#### Data for this task ####

//! Application configuration. Every field has a default, so an empty or
//! partial YAML file is valid and only overrides what it names.

use std::path::{Path, PathBuf};

use anyhow::{Context, Result};
use serde::{Deserialize, Serialize};

use llm::{OllamaConfig, RetryConfig};
use pipeline::PipelineConfig;

#[derive(Debug, Clone, Default, Serialize, Deserialize)]
pub struct AppConfig {
    #[serde(default)]
    pub server: ServerConfig,
    #[serde(default)]
    pub ollama: OllamaConfig,
    #[serde(default)]
    pub retry: RetryConfig,
    #[serde(default)]
    pub cache: CacheConfig,
    #[serde(default)]
    pub extractor: ExtractorKind,
    #[serde(default)]
    pub export: ExportConfig,
    #[serde(default)]
    pub pipeline: PipelineConfig,
}

impl AppConfig {
    /// Load the configuration, overlaying an optional YAML file on the
    /// defaults. No path means pure defaults.
    pub fn load(path: Option<&Path>) -> Result<Self> {
        let Some(path) = path else {
            return Ok(Self::default());
        };
        let raw = std::fs::read_to_string(path)
            .with_context(|| format!("failed to read config file {}", path.display()))?;
        serde_yaml::from_str(&raw)
            .with_context(|| format!("invalid config file {}", path.display()))
    }
}

#[derive(Debug, Clone, Serialize, Deserialize)]
pub struct ServerConfig {
    #[serde(default = "default_host")]
    pub host: String,
    #[serde(default = "default_port")]
    pub port: u16,
}

fn default_host() -> String {
    "0.0.0.0".to_string()
}

fn default_port() -> u16 {
    3000
}

impl Default for ServerConfig {
    fn default() -> Self {
        Self {
            host: default_host(),
            port: default_port(),
        }
    }
}

impl ServerConfig {
    pub fn bind_addr(&self) -> String {
        format!("{}:{}", self.host, self.port)
    }
}

/// Embedding cache in front of the Ollama embedder.
#[derive(Debug, Clone, Serialize, Deserialize)]
pub struct CacheConfig {
    #[serde(default = "default_cache_enabled")]
    pub enabled: bool,
    #[serde(default = "default_cache_max_entries")]
    pub max_entries: usize,
}

fn default_cache_enabled() -> bool {
    true
}

fn default_cache_max_entries() -> usize {
    10_000
}

impl Default for CacheConfig {
    fn default() -> Self {
        Self {
            enabled: default_cache_enabled(),
            max_entries: default_cache_max_entries(),
        }
    }
}

/// Which extractor backs entity and relation discovery.
#[derive(Debug, Clone, Copy, Default, PartialEq, Eq, Serialize, Deserialize)]
#[serde(rename_all = "lowercase")]
pub enum ExtractorKind {
    /// Prompt the generate model for JSON entities and triples.
    #[default]
    Llm,
    /// Capitalized-span recognizer; no model calls during extraction.
    Heuristic,
}

/// Dumping chunk and graph artifacts to disk after each build.
#[derive(Debug, Clone, Serialize, Deserialize)]
pub struct ExportConfig {
    #[serde(default)]
    pub enabled: bool,
    #[serde(default = "default_export_dir")]
    pub dir: PathBuf,
}

fn default_export_dir() -> PathBuf {
    PathBuf::from("data/artifacts")
}

impl Default for ExportConfig {
    fn default() -> Self {
        Self {
            enabled: false,
            dir: default_export_dir(),
        }
    }
}

#[cfg(test)]
mod tests {
    use super::*;
    use std::fs;

    #[test]
    fn empty_yaml_yields_defaults() {
        let config: AppConfig = serde_yaml::from_str("{}").unwrap();

        assert_eq!(config.server.bind_addr(), "0.0.0.0:3000");
        assert!(config.cache.enabled);
        assert_eq!(config.cache.max_entries, 10_000);
        assert_eq!(config.extractor, ExtractorKind::Llm);
        assert!(!config.export.enabled);
    }

    #[test]
    fn partial_yaml_overlays_defaults() {
        let yaml = "\
server:
  port: 8080
extractor: heuristic
pipeline:
  hybrid:
    alpha: 0.5
";
        let config: AppConfig = serde_yaml::from_str(yaml).unwrap();

        assert_eq!(config.server.port, 8080);
        assert_eq!(config.server.host, "0.0.0.0");
        assert_eq!(config.extractor, ExtractorKind::Heuristic);
        assert_eq!(config.pipeline.hybrid.alpha, 0.5);
        // Untouched sections keep their defaults.
        assert_eq!(config.pipeline.hybrid.final_top_k, 5);
        assert_eq!(config.pipeline.local.top_k, 10);
    }

    #[test]
    fn load_without_path_is_default() {
        let config = AppConfig::load(None).unwrap();
        assert_eq!(config.server.port, 3000);
    }

    #[test]
    fn load_reads_yaml_file() {
        let dir = tempfile::tempdir().unwrap();
        let path = dir.path().join("config.yaml");
        fs::write(&path, "export:\n  enabled: true\n  dir: /tmp/artifacts\n").unwrap();

        let config = AppConfig::load(Some(&path)).unwrap();

        assert!(config.export.enabled);
        assert_eq!(config.export.dir, PathBuf::from("/tmp/artifacts"));
    }

    #[test]
    fn load_rejects_unknown_garbage() {
        let dir = tempfile::tempdir().unwrap();
        let path = dir.path().join("config.yaml");
        fs::write(&path, "server: [not, a, map]\n").unwrap();

        assert!(AppConfig::load(Some(&path)).is_err());
    }
}
use anyhow::Result;
use async_trait::async_trait;
use regex::Regex;

use crate::normalizer::{normalize, normalize_all};
use crate::schema::RelationTriple;
use crate::{EntityExtractor, RelationExtractor};

/// Words excluded both as entity candidates and as connecting words.
const STOPWORDS: &[&str] = &[
    "the", "a", "an", "and", "or", "but", "if", "then", "this", "that", "these", "those", "it",
    "its", "he", "she", "they", "we", "i", "in", "on", "at", "of", "for", "to", "with", "was",
    "is", "are", "were",
];

/// Offline extractor for runs without a generation model.
///
/// Entities are maximal spans of capitalized words. A relation is recorded
/// when exactly one non-stopword separates two entity mentions within a
/// sentence; that word becomes the relation label.
pub struct HeuristicExtractor {
    entity_pattern: Regex,
}

impl HeuristicExtractor {
    pub fn new() -> Self {
        Self {
            entity_pattern: Regex::new(r"[A-Z][A-Za-z0-9]*(?:\s+[A-Z][A-Za-z0-9]*)*").unwrap(),
        }
    }

    fn is_stopword(word: &str) -> bool {
        STOPWORDS.contains(&word)
    }
}

impl Default for HeuristicExtractor {
    fn default() -> Self {
        Self::new()
    }
}

#[async_trait]
impl EntityExtractor for HeuristicExtractor {
    async fn extract_entities(&self, text: &str) -> Result<Vec<String>> {
        let spans = self
            .entity_pattern
            .find_iter(text)
            .map(|m| m.as_str().to_string());

        Ok(normalize_all(spans)
            .into_iter()
            .filter(|name| !Self::is_stopword(name.as_str()))
            .collect())
    }
}

#[async_trait]
impl RelationExtractor for HeuristicExtractor {
    async fn extract_relations(
        &self,
        text: &str,
        entities: &[String],
    ) -> Result<Vec<RelationTriple>> {
        if entities.len() < 2 {
            return Ok(Vec::new());
        }

        // Longest entities first so "columbia university" wins over "columbia".
        let mut entity_words: Vec<(Vec<&str>, &str)> = entities
            .iter()
            .map(|e| (e.split_whitespace().collect(), e.as_str()))
            .collect();
        entity_words.sort_by_key(|(words, _)| std::cmp::Reverse(words.len()));

        let mut triples = Vec::new();
        for sentence in text.split(['.', '!', '?']) {
            let words: Vec<String> = sentence
                .split_whitespace()
                .map(normalize)
                .filter(|w| !w.is_empty())
                .collect();

            let mentions = find_mentions(&words, &entity_words);
            for pair in mentions.windows(2) {
                let (_, prev_end, prev_name) = &pair[0];
                let (next_start, _, next_name) = &pair[1];
                if *next_start != prev_end + 1 {
                    continue;
                }
                let connector = words[*prev_end].as_str();
                if Self::is_stopword(connector) {
                    continue;
                }
                triples.push(RelationTriple::new(*prev_name, *next_name, connector));
            }
        }

        Ok(triples)
    }
}

/// Scan a normalized word sequence for entity mentions, matching the longest
/// entity at each position. Returns (start, end, name) in sentence order.
fn find_mentions<'a>(
    words: &[String],
    entity_words: &[(Vec<&str>, &'a str)],
) -> Vec<(usize, usize, &'a str)> {
    let mut mentions = Vec::new();
    let mut i = 0;
    while i < words.len() {
        let mut matched = None;
        for (candidate, name) in entity_words {
            let end = i + candidate.len();
            if end <= words.len()
                && words[i..end].iter().map(String::as_str).eq(candidate.iter().copied())
            {
                matched = Some((i, end, *name));
                break;
            }
        }
        match matched {
            Some(mention) => {
                i = mention.1;
                mentions.push(mention);
            }
            None => i += 1,
        }
    }
    mentions
}
//! Concrete [`Generator`] speaking an OpenAI-compatible chat completions
//! API with SSE streaming, e.g. a local Docker model runner or any hosted
//! endpoint exposing `/chat/completions`.
//!
//! The request carries three messages: the fixed system instructions, the
//! workflow file's content as a second system message, and the fixed user
//! prompt. Fragments are forwarded to the observer as they arrive and the
//! returned final text is their concatenation.

use async_trait::async_trait;
use futures::StreamExt;
use serde::{Deserialize, Serialize};
use tracing::debug;

use crate::config::GenerationConfig;
use crate::contract::{ChunkObserver, GenerateError, GenerationRequest, Generator};

pub struct OpenAiGenerator {
    client: reqwest::Client,
    endpoint: String,
    model: String,
    api_key: Option<String>,
}

impl OpenAiGenerator {
    pub fn new(config: &GenerationConfig) -> Self {
        Self {
            client: reqwest::Client::new(),
            endpoint: config.endpoint.trim_end_matches('/').to_string(),
            model: config.model.clone(),
            api_key: config.api_key.clone(),
        }
    }

    fn completions_url(&self) -> String {
        format!("{}/chat/completions", self.endpoint)
    }
}

#[async_trait]
impl Generator for OpenAiGenerator {
    async fn generate<'a, 'b>(
        &self,
        request: GenerationRequest<'a>,
        observer: &'b mut (dyn ChunkObserver + 'b),
    ) -> Result<String, GenerateError> {
        let body = ChatRequest {
            model: &self.model,
            messages: vec![
                ChatMessage { role: "system", content: request.system_instructions },
                ChatMessage { role: "system", content: request.source_content },
                ChatMessage { role: "user", content: request.user_prompt },
            ],
            stream: true,
        };

        let mut http_request = self.client.post(self.completions_url()).json(&body);
        if let Some(key) = &self.api_key {
            http_request = http_request.bearer_auth(key);
        }

        let response = http_request.send().await?;
        if !response.status().is_success() {
            let status = response.status();
            let detail = response.text().await.unwrap_or_default();
            return Err(format!("generation API error ({status}): {detail}").into());
        }

        let mut stream = response.bytes_stream();
        let mut lines = LineBuffer::new();
        let mut assembled = String::new();
        let mut done = false;

        while let Some(bytes) = stream.next().await {
            let bytes = bytes?;
            for line in lines.extend(&bytes) {
                match parse_sse_line(&line)? {
                    SsePayload::Delta(text) => {
                        observer.on_chunk(&text);
                        assembled.push_str(&text);
                    }
                    SsePayload::Done => done = true,
                    SsePayload::Ignore => {}
                }
            }
            if done {
                break;
            }
        }

        debug!(chars = assembled.len(), "Generation stream finished");
        Ok(assembled)
    }
}

/// Accumulates raw network bytes and yields complete lines.
///
/// Network chunk boundaries fall at arbitrary byte offsets, so a multi-byte
/// codepoint can arrive split across chunks. Decoding happens only once a
/// full line (terminated by `\n`) is buffered, never on a partial chunk.
struct LineBuffer {
    pending: Vec<u8>,
}

impl LineBuffer {
    fn new() -> Self {
        Self {
            pending: Vec::new(),
        }
    }

    /// Appends raw bytes and returns the lines they completed, with line
    /// terminators stripped.
    fn extend(&mut self, bytes: &[u8]) -> Vec<String> {
        self.pending.extend_from_slice(bytes);
        let mut lines = Vec::new();
        while let Some(newline) = self.pending.iter().position(|&b| b == b'\n') {
            let line: Vec<u8> = self.pending.drain(..=newline).collect();
            lines.push(String::from_utf8_lossy(&line).trim_end().to_string());
        }
        lines
    }
}

enum SsePayload {
    /// An incremental text fragment.
    Delta(String),
    /// The `[DONE]` terminator.
    Done,
    /// Blank line, comment, or an event with no text content.
    Ignore,
}

/// Parses one server-sent-event line from a chat completions stream.
fn parse_sse_line(line: &str) -> Result<SsePayload, GenerateError> {
    let Some(data) = line.strip_prefix("data:") else {
        return Ok(SsePayload::Ignore);
    };
    let data = data.trim();
    if data.is_empty() {
        return Ok(SsePayload::Ignore);
    }
    if data == "[DONE]" {
        return Ok(SsePayload::Done);
    }
    let event: StreamEvent = serde_json::from_str(data)
        .map_err(|e| format!("malformed stream event {data:?}: {e}"))?;
    match event
        .choices
        .into_iter()
        .next()
        .and_then(|choice| choice.delta.content)
    {
        Some(text) if !text.is_empty() => Ok(SsePayload::Delta(text)),
        _ => Ok(SsePayload::Ignore),
    }
}

#[derive(Serialize)]
struct ChatRequest<'a> {
    model: &'a str,
    messages: Vec<ChatMessage<'a>>,
    stream: bool,
}

#[derive(Serialize)]
struct ChatMessage<'a> {
    role: &'a str,
    content: &'a str,
}

#[derive(Deserialize)]
struct StreamEvent {
    #[serde(default)]
    choices: Vec<StreamChoice>,
}

#[derive(Deserialize)]
struct StreamChoice {
    #[serde(default)]
    delta: Delta,
}

#[derive(Deserialize, Default)]
struct Delta {
    #[serde(default)]
    content: Option<String>,
}

#[cfg(test)]
mod tests {
    use super::*;
    use crate::config::GenerationConfig;

    fn config(endpoint: &str) -> GenerationConfig {
        GenerationConfig {
            endpoint: endpoint.to_string(),
            model: "test-model".to_string(),
            api_key: None,
            system_instructions: "sys".to_string(),
            user_prompt: "prompt".to_string(),
        }
    }

    #[test]
    fn completions_url_strips_trailing_slash() {
        let generator = OpenAiGenerator::new(&config("http://localhost:12434/engines/v1/"));
        assert_eq!(
            generator.completions_url(),
            "http://localhost:12434/engines/v1/chat/completions"
        );
    }

    #[test]
    fn parses_delta_line() {
        let line = r#"data: {"choices":[{"delta":{"content":"Hello"}}]}"#;
        match parse_sse_line(line).unwrap() {
            SsePayload::Delta(text) => assert_eq!(text, "Hello"),
            _ => panic!("expected a delta"),
        }
    }

    #[test]
    fn recognises_done_terminator() {
        assert!(matches!(
            parse_sse_line("data: [DONE]").unwrap(),
            SsePayload::Done
        ));
    }

    #[test]
    fn ignores_blank_lines_and_role_only_events() {
        assert!(matches!(parse_sse_line("").unwrap(), SsePayload::Ignore));
        assert!(matches!(parse_sse_line(": ping").unwrap(), SsePayload::Ignore));
        let role_only = r#"data: {"choices":[{"delta":{"role":"assistant"}}]}"#;
        assert!(matches!(parse_sse_line(role_only).unwrap(), SsePayload::Ignore));
    }

    #[test]
    fn malformed_event_is_an_error() {
        assert!(parse_sse_line("data: {not-json").is_err());
    }

    #[test]
    fn line_buffer_only_yields_complete_lines() {
        let mut buffer = LineBuffer::new();
        assert!(buffer.extend(b"data: par").is_empty());
        let lines = buffer.extend(b"tial\ndata: next");
        assert_eq!(lines, vec!["data: partial"]);
        assert_eq!(buffer.extend(b"\n"), vec!["data: next"]);
    }

    #[test]
    fn line_buffer_reassembles_codepoints_split_across_chunks() {
        let event = "data: {\"choices\":[{\"delta\":{\"content\":\"caf\u{e9}\"}}]}\n";
        let bytes = event.as_bytes();
        // Split between the two bytes of the 'é' codepoint.
        let split = bytes.iter().position(|&b| b == 0xC3).unwrap() + 1;

        let mut buffer = LineBuffer::new();
        assert!(buffer.extend(&bytes[..split]).is_empty());
        let lines = buffer.extend(&bytes[split..]);
        assert_eq!(lines.len(), 1);

        match parse_sse_line(&lines[0]).unwrap() {
            SsePayload::Delta(text) => assert_eq!(text, "caf\u{e9}"),
            _ => panic!("expected a delta"),
        }
    }
}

####

> _Prompt_: Check every line of the records, and copy the ones that hold the word "model".

> _Response to the exercise_:
    /// Prompt the generate model for JSON entities and triples.
    /// Capitalized-span recognizer; no model calls during extraction.
/// Offline extractor for runs without a generation model.
//! API with SSE streaming, e.g. a local Docker model runner or any hosted
    model: String,
            model: config.model.clone(),
            model: &self.model,
    model: &'a str,
            model: "test-model".to_string(),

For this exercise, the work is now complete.